→ **What to work on**
Pull out all lines from the listing below in which the word "feed" appears.

______________________________

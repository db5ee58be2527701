use async_trait::async_trait;
use medizap_shared::{NewReminder, RawReminder, ReminderPatch, UserProfile};

use crate::error::MedResult;
use crate::session::Session;
use crate::subscription::LiveStream;

/// 抽象身份后端：会话推送、注销、令牌
///
/// 后端不可达或令牌失效时应推送 `None`，由上层按未登录处理。
#[async_trait(?Send)]
pub trait IdentityBackend {
    fn watch_sessions(&self) -> LiveStream<Option<Session>>;
    async fn sign_out(&self) -> MedResult<()>;
    async fn id_token(&self, session: &Session) -> MedResult<String>;
}

/// 抽象资料存储：每个用户一份资料文档
#[async_trait(?Send)]
pub trait ProfileStore {
    async fn load_profile(&self, uid: &str) -> MedResult<Option<UserProfile>>;
    /// 合并写入
    async fn save_profile(&self, uid: &str, profile: &UserProfile) -> MedResult<()>;
}

/// 抽象集合存储：每个用户的提醒集合，快照按 `dateTime` 升序投递
#[async_trait(?Send)]
pub trait CollectionStore {
    fn subscribe(&self, uid: &str) -> LiveStream<MedResult<Vec<RawReminder>>>;
    /// 返回新文档的 id
    async fn add(&self, uid: &str, reminder: &NewReminder) -> MedResult<String>;
    async fn update(&self, uid: &str, id: &str, patch: &ReminderPatch) -> MedResult<()>;
    async fn remove(&self, uid: &str, id: &str) -> MedResult<()>;
}

// =========================================================
// 测试环境实现 (Mock)
// =========================================================
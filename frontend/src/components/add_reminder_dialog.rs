mod form_state;

use form_state::FormState;
use leptos::prelude::*;
use leptos::task::spawn_local;

use crate::components::dashboard::use_notice;
use crate::feed::use_feed;

#[component]
pub fn AddReminderDialog() -> impl IntoView {
    let feed = use_feed();
    let notice = use_notice();
    let open = RwSignal::new(false);
    let loading = RwSignal::new(false);
    let error_msg = RwSignal::new(Option::<String>::None);
    let dialog_ref = NodeRef::<leptos::html::Dialog>::new();
    let form = FormState::new();

    Effect::new(move |_| {
        if let Some(dialog) = dialog_ref.get() {
            if open.get() {
                if !dialog.open() {
                    let _ = dialog.show_modal();
                }
            } else if dialog.open() {
                dialog.close();
            }
        }
    });

    let on_submit = move |ev: leptos::web_sys::SubmitEvent| {
        ev.prevent_default();
        let reminder = match form.to_request() {
            Ok(reminder) => reminder,
            Err(msg) => {
                error_msg.set(Some(msg));
                return;
            }
        };
        error_msg.set(None);
        loading.set(true);

        spawn_local(async move {
            match feed.add(reminder).await {
                Ok(_) => {
                    notice.success("Reminder added");
                    form.reset();
                    open.set(false);
                }
                Err(e) => error_msg.set(Some(format!("Failed to add reminder: {}", e.message()))),
            }
            loading.set(false);
        });
    };

    view! {
        <button class="btn btn-primary" on:click=move |_| open.set(true)>
            "Add Reminder"
        </button>

        <dialog class="modal" node_ref=dialog_ref on:close=move |_| open.set(false)>
            <div class="modal-box">
                <h3 class="font-bold text-lg">"New Reminder"</h3>

                <form on:submit=on_submit class="space-y-4 pt-4">
                    <Show when=move || error_msg.get().is_some()>
                        <div role="alert" class="alert alert-error text-sm py-2">
                            <span>{move || error_msg.get().unwrap_or_default()}</span>
                        </div>
                    </Show>

                    <div class="form-control">
                        <label for="reminder_title" class="label">
                            <span class="label-text">"Title"</span>
                        </label>
                        <input id="reminder_title"
                            type="text"
                            placeholder="Metformin 500mg"
                            on:input=move |ev| form.title.set(event_target_value(&ev))
                            prop:value=form.title
                            class="input input-bordered w-full"
                        />
                    </div>
                    <div class="form-control">
                        <label for="reminder_message" class="label">
                            <span class="label-text">"Message"</span>
                        </label>
                        <textarea id="reminder_message"
                            placeholder="Take after lunch"
                            on:input=move |ev| form.message.set(event_target_value(&ev))
                            prop:value=form.message
                            class="textarea textarea-bordered w-full"
                        ></textarea>
                    </div>
                    <div class="form-control">
                        <label for="reminder_when" class="label">
                            <span class="label-text">"Date & time"</span>
                        </label>
                        <input id="reminder_when" required
                            type="datetime-local"
                            on:input=move |ev| form.when.set(event_target_value(&ev))
                            prop:value=form.when
                            class="input input-bordered w-full"
                        />
                    </div>

                    <div class="modal-action">
                        <button type="button" class="btn btn-ghost" on:click=move |_| open.set(false)>"Cancel"</button>
                        <button type="submit" disabled=move || loading.get() class="btn btn-primary">
                            {move || if loading.get() {
                                view! { <span class="loading loading-spinner"></span> "Saving..." }.into_any()
                            } else {
                                "Save".into_any()
                            }}
                        </button>
                    </div>
                </form>
            </div>
            <form method="dialog" class="modal-backdrop">
                <button>"close"</button>
            </form>
        </dialog>
    }
}
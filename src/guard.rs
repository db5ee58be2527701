//! 路由守卫
//!
//! `decide` 是 (会话, 资料检查, 路由) 的纯函数；
//! `RouteGuard` 在其上加一层去重，保证同一重定向只执行一次 replace。

use log::{debug, info};

use crate::profile::ProfileCheck;
use crate::route::AppRoute;
use crate::session::SessionState;

const LOG_TARGET: &str = "medizap::guard";

/// 守卫决策
#[derive(Debug, Clone, Copy, PartialEq, Eq)]
pub enum GateDecision {
    /// 会话或资料检查尚未完成：渲染占位，不导航
    ShowLoading,
    RedirectLogin,
    RedirectProfile,
    /// 已登录用户离开登录页
    RedirectDashboard,
    Allow,
}

impl GateDecision {
    pub fn target(&self) -> Option<AppRoute> {
        match self {
            GateDecision::RedirectLogin => Some(AppRoute::Login),
            GateDecision::RedirectProfile => Some(AppRoute::Profile),
            GateDecision::RedirectDashboard => Some(AppRoute::Dashboard),
            GateDecision::ShowLoading | GateDecision::Allow => None,
        }
    }

    pub fn is_redirect(&self) -> bool {
        self.target().is_some()
    }
}

/// 纯决策函数
pub fn decide(session: &SessionState, profile: &ProfileCheck, route: &AppRoute) -> GateDecision {
    if session.loading {
        return GateDecision::ShowLoading;
    }

    match route {
        AppRoute::NotFound => GateDecision::RedirectLogin,
        AppRoute::Home => GateDecision::Allow,
        AppRoute::Login => {
            if !session.is_signed_in() {
                GateDecision::Allow
            } else if !profile.checked() {
                GateDecision::ShowLoading
            } else if profile.action_required() {
                GateDecision::RedirectProfile
            } else {
                GateDecision::RedirectDashboard
            }
        }
        protected => {
            if !profile.checked() {
                GateDecision::ShowLoading
            } else if !session.is_signed_in() {
                GateDecision::RedirectLogin
            } else if profile.action_required() && *protected != AppRoute::Profile {
                GateDecision::RedirectProfile
            } else {
                GateDecision::Allow
            }
        }
    }
}

/// 导航接口：守卫只做 replace，不增加历史记录
pub trait Navigator {
    fn replace(&mut self, route: &AppRoute);
}

/// 带去重的守卫
#[derive(Debug, Default)]
pub struct RouteGuard {
    /// 最近一次发出的重定向 (来源路由, 目标路由)
    pending: Option<(AppRoute, AppRoute)>,
}

impl RouteGuard {
    pub fn new() -> Self {
        Self::default()
    }

    /// 计算决策，必要时通过 `nav` 执行一次 replace
    pub fn evaluate(
        &mut self,
        session: &SessionState,
        profile: &ProfileCheck,
        route: &AppRoute,
        nav: &mut impl Navigator,
    ) -> GateDecision {
        let decision = decide(session, profile, route);

        match decision.target() {
            Some(target) if target != *route => {
                let key = (route.clone(), target);
                if self.pending.as_ref() == Some(&key) {
                    debug!(target: LOG_TARGET, "Redirect {} -> {} already issued", key.0, key.1);
                } else {
                    info!(target: LOG_TARGET, "{:?}: {} -> {}", decision, key.0, key.1);
                    nav.replace(&key.1);
                    self.pending = Some(key);
                }
            }
            _ => self.pending = None,
        }

        decision
    }

    /// 侧边栏链接是否可用：需要补全资料时只开放资料页
    pub fn allows_link(profile: &ProfileCheck, target: &AppRoute) -> bool {
        !profile.action_required() || *target == AppRoute::Profile
    }
}
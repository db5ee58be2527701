//! 提醒记录
//!
//! `RawReminder` 是存储快照里的原始文档，`ReminderRecord` 是订阅边界归一化后的本地记录。

use crate::date::{Timestamp, normalize_time};
use chrono::{DateTime, Utc};
use serde::{Deserialize, Serialize};
use serde_json::{Map, Value};

const FIELD_TITLE: &str = "title";
const FIELD_MESSAGE: &str = "message";
const FIELD_DATE_TIME: &str = "dateTime";
const FIELD_DISMISSED: &str = "isDismissed";

/// 快照中的一条文档：文档键 + 原始字段
#[derive(Debug, Clone, PartialEq, Serialize, Deserialize)]
pub struct RawReminder {
    pub id: String,
    #[serde(default)]
    pub data: Value,
}

impl RawReminder {
    pub fn new(id: impl Into<String>, data: Value) -> Self {
        Self {
            id: id.into(),
            data,
        }
    }
}

#[derive(Debug, Clone, PartialEq)]
pub struct ReminderRecord {
    pub id: String,
    pub title: String,
    pub message: String,
    pub date_time: DateTime<Utc>,
    pub is_dismissed: bool,
    /// 未识别的其余字段，原样保留
    pub extra: Map<String, Value>,
}

impl ReminderRecord {
    /// 归一化一条原始文档，时间缺失或无法解析时使用 `now`
    pub fn from_raw(raw: RawReminder, now: DateTime<Utc>) -> Self {
        let mut fields = match raw.data {
            Value::Object(map) => map,
            _ => Map::new(),
        };

        let date_time = normalize_time(fields.get(FIELD_DATE_TIME), now);
        fields.remove(FIELD_DATE_TIME);
        let title = take_text(&mut fields, FIELD_TITLE);
        let message = take_text(&mut fields, FIELD_MESSAGE);
        let is_dismissed = fields
            .remove(FIELD_DISMISSED)
            .and_then(|v| v.as_bool())
            .unwrap_or(false);

        Self {
            id: raw.id,
            title,
            message,
            date_time,
            is_dismissed,
            extra: fields,
        }
    }

    /// 列表显示用的标签：优先标题，其次正文
    pub fn label(&self) -> &str {
        if self.title.trim().is_empty() {
            &self.message
        } else {
            &self.title
        }
    }

    pub fn is_upcoming(&self, now: DateTime<Utc>) -> bool {
        !self.is_dismissed && self.date_time > now
    }
}

fn take_text(fields: &mut Map<String, Value>, key: &str) -> String {
    match fields.remove(key) {
        Some(Value::String(s)) => s,
        Some(Value::Null) | None => String::new(),
        Some(other) => other.to_string(),
    }
}

/// 未忽略且晚于 `now` 的记录，保持投递顺序，取前 `limit` 条
pub fn upcoming(records: &[ReminderRecord], now: DateTime<Utc>, limit: usize) -> Vec<ReminderRecord> {
    records
        .iter()
        .filter(|r| r.is_upcoming(now))
        .take(limit)
        .cloned()
        .collect()
}

// =========================================================
// 写入载荷
// =========================================================

/// 新建提醒
#[derive(Debug, Clone, PartialEq, Serialize, Deserialize)]
#[serde(rename_all = "camelCase")]
pub struct NewReminder {
    pub title: String,
    pub message: String,
    /// 以毫秒写出，适配器负责转换为存储原生时间戳
    pub date_time: Timestamp,
    #[serde(default)]
    pub is_dismissed: bool,
}

impl NewReminder {
    pub fn new(title: impl Into<String>, message: impl Into<String>, at: DateTime<Utc>) -> Self {
        Self {
            title: title.into(),
            message: message.into(),
            date_time: at.into(),
            is_dismissed: false,
        }
    }
}

/// 部分更新，只写出出现的字段
#[derive(Debug, Clone, Default, PartialEq, Serialize, Deserialize)]
#[serde(rename_all = "camelCase")]
pub struct ReminderPatch {
    #[serde(default, skip_serializing_if = "Option::is_none")]
    pub title: Option<String>,
    #[serde(default, skip_serializing_if = "Option::is_none")]
    pub message: Option<String>,
    #[serde(default, skip_serializing_if = "Option::is_none")]
    pub date_time: Option<Timestamp>,
    #[serde(default, skip_serializing_if = "Option::is_none")]
    pub is_dismissed: Option<bool>,
}

impl ReminderPatch {
    pub fn dismiss() -> Self {
        Self {
            is_dismissed: Some(true),
            ..Default::default()
        }
    }

    pub fn is_empty(&self) -> bool {
        self.title.is_none()
            && self.message.is_none()
            && self.date_time.is_none()
            && self.is_dismissed.is_none()
    }
}

#[cfg(test)]
mod tests {
    use super::*;
    use serde_json::json;

    fn at(secs: i64) -> DateTime<Utc> {
        DateTime::from_timestamp(secs, 0).unwrap()
    }

    #[test]
    fn test_from_raw_keeps_unknown_fields() {
        let raw = RawReminder::new(
            "r1",
            json!({
                "title": "Metformin",
                "message": "after lunch",
                "dateTime": { "seconds": 500, "nanoseconds": 0 },
                "isDismissed": true,
                "dosage": "500mg"
            }),
        );
        let record = ReminderRecord::from_raw(raw, at(1));

        assert_eq!(record.id, "r1");
        assert_eq!(record.title, "Metformin");
        assert_eq!(record.date_time, at(500));
        assert!(record.is_dismissed);
        assert_eq!(record.extra.get("dosage"), Some(&json!("500mg")));
        assert!(!record.extra.contains_key("dateTime"));
    }

    #[test]
    fn test_missing_time_defaults_to_now() {
        let record = ReminderRecord::from_raw(RawReminder::new("r2", json!({ "message": "walk" })), at(42));
        assert_eq!(record.date_time, at(42));
        assert_eq!(record.label(), "walk");
        assert!(!record.is_dismissed);
    }

    #[test]
    fn test_upcoming_preserves_order_and_limit() {
        let make = |id: &str, secs: i64, dismissed: bool| ReminderRecord {
            id: id.into(),
            title: id.into(),
            message: String::new(),
            date_time: at(secs),
            is_dismissed: dismissed,
            extra: Map::new(),
        };
        // 故意乱序：投递顺序必须原样保留
        let records = vec![
            make("past", 5, false),
            make("c", 300, false),
            make("dismissed", 150, true),
            make("a", 100, false),
            make("b", 200, false),
            make("d", 400, false),
        ];
        let ids: Vec<_> = upcoming(&records, at(10), 3).into_iter().map(|r| r.id).collect();
        assert_eq!(ids, vec!["c", "a", "b"]);
    }

    #[test]
    fn test_patch_serializes_present_fields_only() {
        let value = serde_json::to_value(ReminderPatch::dismiss()).unwrap();
        assert_eq!(value, json!({ "isDismissed": true }));
        assert!(ReminderPatch::default().is_empty());

        let new = serde_json::to_value(NewReminder::new("t", "m", at(2))).unwrap();
        assert_eq!(new["dateTime"], json!(2000));
        assert_eq!(new["isDismissed"], json!(false));
    }
}
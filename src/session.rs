//! 身份会话提供者
//!
//! 包装身份后端，向其余组件推送 `SessionState`。
//! 会话对象只由这里写入，其他组件只读。

use futures::{Stream, StreamExt};
use log::{debug, error, info};
use serde::{Deserialize, Serialize};

use crate::adapter::IdentityBackend;
use crate::error::MedResult;
use crate::subscription::LiveStream;

const LOG_TARGET: &str = "medizap::session";

/// 已认证用户
#[derive(Debug, Clone, PartialEq, Eq, Serialize, Deserialize)]
#[serde(rename_all = "camelCase")]
pub struct Session {
    pub uid: String,
    #[serde(default)]
    pub email: Option<String>,
    #[serde(default)]
    pub display_name: Option<String>,
    #[serde(default)]
    pub photo_url: Option<String>,
}

impl Session {
    pub fn new(uid: impl Into<String>) -> Self {
        Self {
            uid: uid.into(),
            email: None,
            display_name: None,
            photo_url: None,
        }
    }

    pub fn with_email(mut self, email: impl Into<String>) -> Self {
        self.email = Some(email.into());
        self
    }

    pub fn with_display_name(mut self, name: impl Into<String>) -> Self {
        self.display_name = Some(name.into());
        self
    }

    /// 页头问候语使用的名字
    pub fn greeting_name(&self) -> &str {
        [self.display_name.as_deref(), self.email.as_deref()]
            .into_iter()
            .flatten()
            .find(|s| !s.trim().is_empty())
            .unwrap_or("User")
    }
}

/// 当前会话 + 首次事件前的加载标记
#[derive(Debug, Clone, PartialEq, Eq)]
pub struct SessionState {
    pub current: Option<Session>,
    pub loading: bool,
}

impl Default for SessionState {
    fn default() -> Self {
        Self {
            current: None,
            loading: true,
        }
    }
}

impl SessionState {
    /// 应用一次会话事件
    ///
    /// 第一次事件（无论是否有用户）结束加载状态，之后不再进入加载。
    /// 返回值表示依赖方是否需要重新计算：首次事件或用户身份（uid）变化。
    pub fn apply(&mut self, event: Option<Session>) -> bool {
        let first = self.loading;
        let identity_changed = self.uid() != event.as_ref().map(|s| s.uid.as_str());
        self.loading = false;
        self.current = event;
        first || identity_changed
    }

    pub fn uid(&self) -> Option<&str> {
        self.current.as_ref().map(|s| s.uid.as_str())
    }

    pub fn is_signed_in(&self) -> bool {
        self.current.is_some()
    }
}

/// 会话提供者：持有身份后端
pub struct SessionProvider<I> {
    backend: I,
}

impl<I: IdentityBackend> SessionProvider<I> {
    pub fn new(backend: I) -> Self {
        Self { backend }
    }

    pub fn backend(&self) -> &I {
        &self.backend
    }

    /// 开始监听会话变化；返回的流被丢弃时自动退订
    pub fn start(&self) -> LiveStream<Option<Session>> {
        info!(target: LOG_TARGET, "Listening for session changes");
        self.backend.watch_sessions()
    }

    /// 注销。失败只记录日志，不向调用方返回错误，也不负责导航
    pub async fn sign_out(&self) {
        match self.backend.sign_out().await {
            Ok(()) => info!(target: LOG_TARGET, "Signed out"),
            Err(e) => error!(target: LOG_TARGET, "Error signing out: {}", e.in_op("session.sign_out")),
        }
    }

    /// 下游 HTTP 调用使用的身份令牌
    pub async fn bearer_token(&self, session: &Session) -> MedResult<String> {
        self.backend
            .id_token(session)
            .await
            .map_err(|e| e.in_op_with("session.bearer_token", session.uid.clone()))
    }
}

/// 消费会话流直到结束
///
/// 每个事件都把最新状态交给 `on_change`，第二个参数即 `SessionState::apply` 的返回值。
pub async fn run_session_loop<S>(mut events: S, mut on_change: impl FnMut(&SessionState, bool))
where
    S: Stream<Item = Option<Session>> + Unpin,
{
    let mut state = SessionState::default();
    while let Some(event) = events.next().await {
        let changed = state.apply(event);
        debug!(
            target: LOG_TARGET,
            "Session event: uid={:?} identity_changed={}",
            state.uid(),
            changed
        );
        on_change(&state, changed);
    }
    debug!(target: LOG_TARGET, "Session stream closed");
}

#[cfg(test)]
mod tests {
    use super::*;
    use crate::adapter::tests::MockIdentity;
    use crate::error::{ErrorKind, MedizapError};

    #[test]
    fn test_loading_ends_on_first_event_even_when_signed_out() {
        let mut state = SessionState::default();
        assert!(state.loading);
        assert!(state.apply(None));
        assert!(!state.loading);

        // 后续同一身份不再触发
        assert!(!state.apply(None));
        assert!(state.apply(Some(Session::new("u1"))));
        assert!(!state.apply(Some(Session::new("u1").with_display_name("Asha"))));
        assert!(!state.loading);
        assert!(state.apply(None));
        assert!(!state.loading);
    }

    #[test]
    fn test_greeting_name_fallbacks() {
        assert_eq!(Session::new("u").with_display_name("Asha").greeting_name(), "Asha");
        assert_eq!(
            Session::new("u").with_display_name(" ").with_email("a@b.co").greeting_name(),
            "a@b.co"
        );
        assert_eq!(Session::new("u").greeting_name(), "User");
    }

    #[tokio::test]
    async fn test_sign_out_failure_is_swallowed() {
        let identity = MockIdentity::new();
        identity.fail_sign_out(MedizapError::network("offline"));
        let provider = SessionProvider::new(identity);

        provider.sign_out().await;
        assert_eq!(provider.backend().sign_out_calls(), 1);
    }

    #[tokio::test]
    async fn test_bearer_token_propagates_errors_with_trace() {
        let identity = MockIdentity::new();
        identity.set_token("u1", "tok-1");
        let provider = SessionProvider::new(identity);

        assert_eq!(provider.bearer_token(&Session::new("u1")).await.unwrap(), "tok-1");
        let err = provider.bearer_token(&Session::new("u2")).await.unwrap_err();
        assert_eq!(err.kind, ErrorKind::Unauthenticated);
        assert_eq!(err.spans().last().unwrap().operation, "session.bearer_token");
    }

    #[tokio::test]
    async fn test_session_loop_pushes_each_event() {
        let identity = MockIdentity::new();
        let provider = SessionProvider::new(identity);
        let stream = provider.start();

        provider.backend().emit(None);
        provider.backend().emit(Some(Session::new("u1")));
        provider.backend().close();

        let mut seen = Vec::new();
        run_session_loop(stream, |state, changed| {
            seen.push((state.loading, state.uid().map(String::from), changed))
        })
        .await;

        assert_eq!(
            seen,
            vec![(false, None, true), (false, Some("u1".to_string()), true)]
        );
    }

    #[test]
    fn test_dropping_stream_unsubscribes() {
        let provider = SessionProvider::new(MockIdentity::new());
        let stream = provider.start();
        assert_eq!(provider.backend().teardowns(), 0);
        drop(stream);
        assert_eq!(provider.backend().teardowns(), 1);
    }
}
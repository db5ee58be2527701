//! Medizap 客户端核心
//!
//! 身份会话、资料完整性判定、路由守卫与实时提醒列表。
//! 不依赖 DOM，浏览器相关的适配器位于 `medizap-frontend`。

pub mod adapter;
pub mod api;
pub mod config;
pub mod error;
pub mod feed;
pub mod guard;
pub mod profile;
pub mod request;
pub mod route;
pub mod session;
pub mod subscription;

pub use adapter::{CollectionStore, IdentityBackend, ProfileStore};
pub use config::{AppConfig, ConfigSource, FirebaseConfig, ProfileFailurePolicy};
pub use error::{ErrorKind, MedResult, MedizapError};
pub use feed::{FeedState, ReminderFeed};
pub use guard::{GateDecision, Navigator, RouteGuard, decide};
pub use profile::{GateSink, ProfileCheck, ProfileResolver, ProfileStatus};
pub use route::AppRoute;
pub use session::{Session, SessionProvider, SessionState};
pub use subscription::{Epoch, LiveSender, LiveStream, Teardown, live_channel};

pub use medizap_shared as shared;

______________________________

→ **Your solution**
use crate::feed::use_feed;
    let feed = use_feed();
            match feed.add(reminder).await {
pub mod feed;
pub use feed::{FeedState, ReminderFeed};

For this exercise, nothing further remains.